The team selected kirigami auxetic metamaterials and defined five distinct design criteria. These metamaterials comprise patternable cells with periodic cut designs that enable them to achieve different deformations through compression, bending, and rotation when deployed (Fig. 2).

The connection point between cells creates a four-bar linkage that makes the structure mechanically stable. As a result, cells can rotate clockwise and counter-clockwise and take on specific configurations that create different deformations.

Their arrangement, called a “meta-antenna,” is composed of a dielectric layer of material sandwiched between two conductive layers.
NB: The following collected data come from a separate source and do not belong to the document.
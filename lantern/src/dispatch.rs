//! Action dispatch and raw event delegation into overlay content.
//!
//! An event reaches an overlay when its bubbling path passes through the
//! overlay's root anchor. From there two things happen:
//!
//! 1. A click on (or inside) an element carrying an `action` attribute runs
//!    the named action. The handler is looked up in the nearest enclosing
//!    slot first, then on the descriptor, then among the built-in actions.
//! 2. Raw handlers bound on the descriptor for the event's type run, however
//!    deep the physical target is.

use std::fmt;
use std::panic::{AssertUnwindSafe, catch_unwind};
use std::sync::Arc;

use lantern_dom::{Event, EventType};

use crate::action::{ActionContext, ActionHandler};
use crate::binding::ResolvedProperties;
use crate::descriptor::{OverlayDescriptor, SlotKind};
use crate::error::extract_panic_message;
use crate::instance::OverlayId;
use crate::manager::WeakManager;
use crate::renderer::MountedContent;

/// Actions every overlay understands without declaring them.
pub const BUILT_IN_ACTIONS: [&str; 3] = ["close", "cancel", "confirm"];

/// Where a named action's handler was found.
#[derive(Debug, Clone, PartialEq, Eq)]
pub enum ActionScope {
    /// The action map of the slot containing the action element.
    Slot(SlotKind),
    /// The descriptor's own action map.
    Descriptor,
    /// A built-in action (closes the overlay).
    BuiltIn,
}

impl fmt::Display for ActionScope {
    fn fmt(&self, f: &mut fmt::Formatter<'_>) -> fmt::Result {
        match self {
            ActionScope::Slot(kind) => write!(f, "slot '{}'", kind),
            ActionScope::Descriptor => write!(f, "descriptor"),
            ActionScope::BuiltIn => write!(f, "built-in"),
        }
    }
}

/// A named action found on an event path.
#[derive(Debug, Clone, PartialEq, Eq)]
pub struct DispatchedAction {
    pub overlay: OverlayId,
    pub name: String,
    /// `None` if no scope handles the action.
    pub scope: Option<ActionScope>,
}

/// What a call to [`OverlayManager::dispatch_event`](crate::OverlayManager::dispatch_event) did.
#[derive(Debug, Clone, Default, PartialEq, Eq)]
pub struct DispatchOutcome {
    /// Overlays the event bubbled through.
    pub reached: Vec<OverlayId>,
    /// Named actions resolved, in dispatch order.
    pub actions: Vec<DispatchedAction>,
    /// Raw event handlers invoked.
    pub delegated: usize,
}

impl DispatchOutcome {
    /// Whether any handler ran.
    pub fn handled(&self) -> bool {
        self.delegated > 0 || self.actions.iter().any(|action| action.scope.is_some())
    }

    /// Scope that handled the action `name`, if any.
    pub fn scope_of(&self, name: &str) -> Option<&ActionScope> {
        self.actions
            .iter()
            .find(|action| action.name == name)
            .and_then(|action| action.scope.as_ref())
    }
}

/// Snapshot of one live overlay, taken under the manager lock.
pub(crate) struct DelegationTarget {
    pub id: OverlayId,
    pub descriptor: Arc<OverlayDescriptor>,
    pub properties: ResolvedProperties,
    pub mounted: MountedContent,
}

/// Action named on the event path and the slot it sits in.
#[derive(Debug, Clone, PartialEq, Eq)]
pub(crate) struct ActionOrigin {
    pub name: String,
    pub slot: Option<SlotKind>,
}

/// Find the action named on `event`'s path inside the overlay rooted at `root_pos`.
///
/// The nearest element carrying an action wins. The slot is the nearest slot
/// anchor between that element and the overlay root.
pub(crate) fn action_origin(
    event: &Event,
    root_pos: usize,
    mounted: &MountedContent,
) -> Option<ActionOrigin> {
    let inside = &event.path[..=root_pos];
    let (action_pos, name) = inside
        .iter()
        .enumerate()
        .find_map(|(pos, entry)| entry.action.as_deref().map(|name| (pos, name)))?;

    let slot = inside[action_pos..]
        .iter()
        .find_map(|entry| mounted.slot_for(&entry.id))
        .cloned();

    Some(ActionOrigin {
        name: name.to_string(),
        slot,
    })
}

/// Resolve the handler for `origin` through slot, descriptor and built-in scopes.
fn resolve_action(
    descriptor: &OverlayDescriptor,
    origin: &ActionOrigin,
) -> Option<(ActionScope, Option<ActionHandler>)> {
    if let Some(kind) = &origin.slot {
        let slot_handler = descriptor
            .find_slot(kind)
            .and_then(|slot| slot.actions.get(&origin.name));
        if let Some(handler) = slot_handler {
            return Some((ActionScope::Slot(kind.clone()), Some(handler.clone())));
        }
    }

    if let Some(handler) = descriptor.actions().get(&origin.name) {
        return Some((ActionScope::Descriptor, Some(handler.clone())));
    }

    if BUILT_IN_ACTIONS.contains(&origin.name.as_str()) {
        return Some((ActionScope::BuiltIn, None));
    }

    None
}

/// Run a handler, logging instead of propagating a panic.
fn run_isolated(overlay: OverlayId, what: &str, f: impl FnOnce()) -> bool {
    match catch_unwind(AssertUnwindSafe(f)) {
        Ok(()) => true,
        Err(panic) => {
            log::error!(
                "{} handler of {} panicked: {}",
                what,
                overlay,
                extract_panic_message(&panic)
            );
            false
        }
    }
}

/// Deliver `event` to every overlay it bubbles through.
///
/// Called without the manager lock held; handlers may open or close overlays.
pub(crate) fn dispatch(
    event: &Event,
    targets: &[DelegationTarget],
    manager: &WeakManager,
) -> DispatchOutcome {
    let mut outcome = DispatchOutcome::default();

    for target in targets {
        let Some(root_pos) = event.position_of(target.mounted.anchor()) else {
            continue;
        };
        outcome.reached.push(target.id);

        let origin = match event.event_type() {
            EventType::Click => action_origin(event, root_pos, &target.mounted),
            _ => None,
        };

        if let Some(origin) = origin {
            let resolved = resolve_action(&target.descriptor, &origin);
            let scope = resolved.as_ref().map(|(scope, _)| scope.clone());

            match resolved {
                Some((scope, Some(handler))) => {
                    log::debug!("action '{}' on {} ({})", origin.name, target.id, scope);
                    let cx = ActionContext::new(
                        target.id,
                        target.properties.clone(),
                        manager.clone(),
                    )
                    .for_action(origin.name.clone(), origin.slot.clone());
                    run_isolated(target.id, &origin.name, || handler(&cx));
                }
                Some((_, None)) => {
                    log::debug!("built-in action '{}' closes {}", origin.name, target.id);
                    if let Err(e) = manager.close(target.id) {
                        log::debug!("built-in '{}' ignored: {}", origin.name, e);
                    }
                }
                None => {
                    log::trace!("no handler for action '{}' on {}", origin.name, target.id);
                }
            }

            outcome.actions.push(DispatchedAction {
                overlay: target.id,
                name: origin.name,
                scope,
            });
        }

        let handlers = target.descriptor.events().get(event.event_type());
        if handlers.is_empty() {
            continue;
        }

        let cx = ActionContext::new(target.id, target.properties.clone(), manager.clone());
        for handler in handlers {
            run_isolated(target.id, "event", || handler(event, &cx));
            outcome.delegated += 1;
        }
    }

    outcome
}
To fabricate it, the researchers cut the dielectric laser out of a rubber sheet with a laser cutter. Using physical masking, they also added a patch on top of the dielectric layer with conductive spray paint, creating a resonating “patch antenna.”

They provided details and insight into practical issues of production, as well as reality intruding on an academic project. They found that even the most flexible conductive material couldn’t withstand the amount of deformation the antenna would experience.

To overcome this severe weakness, the team did a many “trial and error” experiments. They eventually determined that coating the structure with flexible acrylic paint protected the hinges so that they didn’t break prematurely.

Simulating the Meta-Antenna

Non-configurable static antennas are modeled and simulated using various software-based tools. For this layered metamaterial antenna, it’s not enough to model it in a given configuration, as the fabrication specifics must also be determined. To do this, the team built a meta-antenna design suite editor for Ansys HFSS (High Frequency Simulation Software) through the Ansys App Builder and ACT Toolkit (Fig. 3).

With this tool, the user can define the size of the antenna patch, choose a thickness for the dielectric layer, and set the length to width ratio of the metamaterial unit cells. Then the system automatically simulates the antenna’s resonance frequency range.

While some of the application for this meta-antenna are somewhat obvious, others are not. For example, they designed and built one antenna model into the headband to create a smart headphone (Fig. 4).

This headphone seamlessly transitions between noise-canceling and transparent modes, while also providing a clear physical indication of which mode it’s in as it expands and bends by approximately 67%. This shifts the resonance frequency by 0.12 GHz (2.6%), which switches the headphone mode. The team’s tests also showed that meta-antenna structures are durable enough to withstand more than 10,000 compressions.

There’s no conventional academic-journal paper, usually limited to four or perhaps five figures and a condensed report, published for this project. Fortunately, if you’re interested in learning more about it, they have posted a lengthy, detailed, and highly readable project report (with 20 figures!) at an MIT research site with the plain title, “Meta-antenna: Mechanically Frequency Reconfigurable Metamaterial Antennas.”

Their report covers all aspects of the project from concept to analysis, design considerations, fabrication issues and steps, test results, and much more. There’s also a very interesting and well-done five-minute YouTube video worth watching.